> **Task goal**
Pull every line containing "timelimit" from the data.

Materials provided: Begin

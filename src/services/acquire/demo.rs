use crate::services::schema;
use crate::time::TimeRange;
use chrono::{Duration, NaiveDateTime};
use duckdb::{params, Connection};
use rand::rngs::StdRng;
use rand::{Rng, SeedableRng};

const ACCOUNTS: [&str; 6] = ["astro", "bio", "chem", "climate", "ml", "physics"];
const QUEUES: [&str; 4] = ["normal", "debug", "gpu", "bigmem"];
const USERS: [&str; 8] = [
    "agarcia", "bchen", "ckumar", "dlee", "emiller", "fnguyen", "gpatel", "hsmith",
];

/// Fills `table` with synthetic job records spread evenly across the
/// requested range. Replaces the table wholesale; the generator is seeded
/// from the range so repeated loads of the same window are reproducible.
pub fn synthesize_rows(
    conn: &Connection,
    table: &str,
    range: &TimeRange,
    rows: u64,
) -> duckdb::Result<u64> {
    conn.execute_batch(&schema::create_table_sql(table))?;

    let span_seconds = (range.end - range.start).num_seconds().max(1);
    let step_seconds = span_seconds as f64 / rows as f64;
    let mut rng = StdRng::seed_from_u64(range.start.timestamp() as u64 ^ rows);

    let placeholders = vec!["?"; schema::EXPECTED_COLUMNS.len()].join(", ");
    let mut stmt = conn.prepare(&format!("INSERT INTO \"{table}\" VALUES ({placeholders})"))?;

    for i in 0..rows {
        let offset = (i as f64 * step_seconds) + rng.gen_range(0.0..step_seconds.max(1.0)) * 0.5;
        let time = range.start + Duration::seconds(offset as i64);
        let queue = QUEUES[rng.gen_range(0..QUEUES.len())];

        let wait_minutes = rng.gen_range(0..240);
        let runtime_minutes = match queue {
            "debug" => rng.gen_range(1..30),
            _ => rng.gen_range(5..1_440),
        };
        let submit = time - Duration::minutes(wait_minutes + runtime_minutes);
        let start = submit + Duration::minutes(wait_minutes);
        let end = time;
        let timelimit = f64::from(rng.gen_range(1..48)) * 3600.0;

        let nhosts = if queue == "bigmem" {
            1
        } else {
            rng.gen_range(1..17)
        };
        let ncores = nhosts * rng.gen_range(1..65);
        let host = format!("node{:04}", rng.gen_range(1..512));
        let exitcode = if rng.gen_bool(0.92) { "0:0" } else { "1:0" };

        let gpu_used = if queue == "gpu" {
            rng.gen_range(5.0..98.0)
        } else {
            0.0
        };
        let mem_used: f64 = if rng.gen_bool(0.02) {
            // Occasional outlier so trimmed aggregation has something to trim.
            rng.gen_range(400.0..1_500.0)
        } else {
            rng.gen_range(0.5..64.0)
        };
        let mem_used_minus_cache = mem_used * rng.gen_range(0.4..0.95);

        stmt.execute(params![
            naive(time),
            naive(submit),
            naive(start),
            naive(end),
            timelimit,
            f64::from(nhosts),
            f64::from(ncores),
            ACCOUNTS[rng.gen_range(0..ACCOUNTS.len())],
            queue,
            host,
            exitcode,
            USERS[rng.gen_range(0..USERS.len())],
            rng.gen_range(1.0..100.0),
            gpu_used,
            mem_used,
            mem_used_minus_cache,
            rng.gen_range(0.0..200.0),
            rng.gen_range(0.0..100.0),
        ])?;
    }

    Ok(rows)
}

fn naive(value: chrono::DateTime<chrono::Utc>) -> NaiveDateTime {
    value.naive_utc()
}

Materials provided: End

> **Result of this exercise**
        let timelimit = f64::from(rng.gen_range(1..48)) * 3600.0;
            timelimit,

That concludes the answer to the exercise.